— What is expected —
Repeat, exactly as written, the line containing "let vk_task = tokio::spawn(async" and each line after it through the end of the data.
BEGIN Records for this task
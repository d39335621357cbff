use std::path::Path;
use std::sync::Arc;

use teloxide::Bot;
use tracing::{error, info};
use tracing_appender::non_blocking::WorkerGuard;
use tracing_subscriber::prelude::*;

use racebot::config::Config;
use racebot::ergast::ErgastClient;
use racebot::service::F1Service;
use racebot::telegram;
use racebot::vk::VkBot;

fn init_logging(log_dir: &Path) -> std::io::Result<WorkerGuard> {
    std::fs::create_dir_all(log_dir)?;
    let log_file = std::fs::OpenOptions::new()
        .create(true)
        .append(true)
        .open(log_dir.join("racebot.log"))?;
    let (non_blocking, guard) = tracing_appender::non_blocking(log_file);

    tracing_subscriber::registry()
        .with(
            tracing_subscriber::fmt::layer()
                .with_writer(std::io::stdout)
                .with_filter(
                    tracing_subscriber::EnvFilter::from_default_env()
                        .add_directive(tracing::Level::INFO.into()),
                ),
        )
        .with(
            tracing_subscriber::fmt::layer()
                .with_writer(non_blocking)
                .with_ansi(false)
                .with_filter(
                    tracing_subscriber::EnvFilter::from_default_env()
                        .add_directive(tracing::Level::INFO.into()),
                ),
        )
        .init();
    Ok(guard)
}

#[tokio::main]
async fn main() {
    let config = match Config::load() {
        Ok(config) => config,
        Err(e) => {
            eprintln!("Configuration error: {e}");
            std::process::exit(1);
        }
    };

    let _guard = match init_logging(&config.log_dir) {
        Ok(guard) => guard,
        Err(e) => {
            eprintln!("Failed to open log file in {}: {e}", config.log_dir.display());
            std::process::exit(1);
        }
    };

    info!("Starting racebot");
    info!("Upstream: {}, display zone: {}", config.ergast_url, config.display_tz);

    let storage = match ErgastClient::new(config.ergast_url.clone()) {
        Ok(storage) => storage,
        Err(e) => {
            error!("Failed to build upstream client: {e}");
            std::process::exit(1);
        }
    };
    let service = Arc::new(F1Service::new(storage, config.display_tz));

    let vk_bot = match VkBot::new(&config, service.clone()) {
        Ok(bot) => bot,
        Err(e) => {
            error!("Failed to build VK client: {e}");
            std::process::exit(1);
        }
    };
    let vk_task = tokio::spawn(async move {
        if let Err(e) = vk_bot.run().await {
            error!("VK bot stopped: {e}");
        }
    });

    telegram::run(Bot::new(&config.telegram_bot_token), service).await;

    vk_task.abort();
    info!("Stopped");
}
END Records for this task
— Task output —
    let vk_task = tokio::spawn(async move {
        if let Err(e) = vk_bot.run().await {
            error!("VK bot stopped: {e}");
        }
    });

    telegram::run(Bot::new(&config.telegram_bot_token), service).await;

    vk_task.abort();
    info!("Stopped");
}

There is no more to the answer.